Return every record below exactly.

[Entries provided Boundary: Start]

impl WorkItem for RequestWorkItem {
    fn name(&self) -> String {
        format!("request {}", self.id)
    }

    fn gate(&self) -> &WorkGate {
        &self.gate
    }

    fn priority(&self) -> i32 {
        self.request.options.priority
    }

    fn created_at(&self) -> Instant {
        self.created_at
    }

    fn run(&self) {
        self.run_generation();
    }

    fn on_rejected(&self, error: SluiceError) {
        self.fail(error);
    }

    fn on_failure(&self, error: SluiceError) {
        self.fail(error);
    }
}

impl Admittable for RequestWorkItem {
    fn admission_key(&self) -> String {
        self.id.to_string()
    }

    fn is_active(&self) -> bool {
        self.active.load(Ordering::SeqCst)
    }

    fn set_active(&self, active: bool) {
        self.active.store(active, Ordering::SeqCst);
    }
}

impl std::fmt::Debug for RequestWorkItem {
    fn fmt(&self, f: &mut std::fmt::Formatter<'_>) -> std::fmt::Result {
        f.debug_struct("RequestWorkItem")
            .field("id", &self.id)
            .field("state", &self.processing_state())
            .field("thread_state", &self.gate.state())
            .finish_non_exhaustive()
    }
}

/// The request as seen by its plan during one generation.
struct SourceAccess<'a> {
    item: &'a RequestWorkItem,
    started: Instant,
    time_slice: Duration,
}

impl PlanContext for SourceAccess<'_> {
    fn open_source(&mut self, command: &SourceCommand) -> Result<u32> {
        self.item.open_source(command)
    }

    fn poll_source(&mut self, source_request_id: u32) -> Result<SourcePoll> {
        self.item.source(source_request_id)?.poll()
    }

    fn close_source(&mut self, source_request_id: u32) {
        if let Ok(adapter) = self.item.source(source_request_id) {
            adapter.close();
        }
    }

    fn is_canceled(&self) -> bool {
        self.item.canceled.load(Ordering::SeqCst)
    }

    fn time_slice_expired(&self) -> bool {
        self.started.elapsed() >= self.time_slice
    }
}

[Entries provided Boundary: End]

- _Solution_:
impl WorkItem for RequestWorkItem {
    fn name(&self) -> String {
        format!("request {}", self.id)
    }

    fn gate(&self) -> &WorkGate {
        &self.gate
    }

    fn priority(&self) -> i32 {
        self.request.options.priority
    }

    fn created_at(&self) -> Instant {
        self.created_at
    }

    fn run(&self) {
        self.run_generation();
    }

    fn on_rejected(&self, error: SluiceError) {
        self.fail(error);
    }

    fn on_failure(&self, error: SluiceError) {
        self.fail(error);
    }
}

impl Admittable for RequestWorkItem {
    fn admission_key(&self) -> String {
        self.id.to_string()
    }

    fn is_active(&self) -> bool {
        self.active.load(Ordering::SeqCst)
    }

    fn set_active(&self, active: bool) {
        self.active.store(active, Ordering::SeqCst);
    }
}

impl std::fmt::Debug for RequestWorkItem {
    fn fmt(&self, f: &mut std::fmt::Formatter<'_>) -> std::fmt::Result {
        f.debug_struct("RequestWorkItem")
            .field("id", &self.id)
            .field("state", &self.processing_state())
            .field("thread_state", &self.gate.state())
            .finish_non_exhaustive()
    }
}

/// The request as seen by its plan during one generation.
struct SourceAccess<'a> {
    item: &'a RequestWorkItem,
    started: Instant,
    time_slice: Duration,
}

impl PlanContext for SourceAccess<'_> {
    fn open_source(&mut self, command: &SourceCommand) -> Result<u32> {
        self.item.open_source(command)
    }

    fn poll_source(&mut self, source_request_id: u32) -> Result<SourcePoll> {
        self.item.source(source_request_id)?.poll()
    }

    fn close_source(&mut self, source_request_id: u32) {
        if let Ok(adapter) = self.item.source(source_request_id) {
            adapter.close();
        }
    }

    fn is_canceled(&self) -> bool {
        self.item.canceled.load(Ordering::SeqCst)
    }

    fn time_slice_expired(&self) -> bool {
        self.started.elapsed() >= self.time_slice
    }
}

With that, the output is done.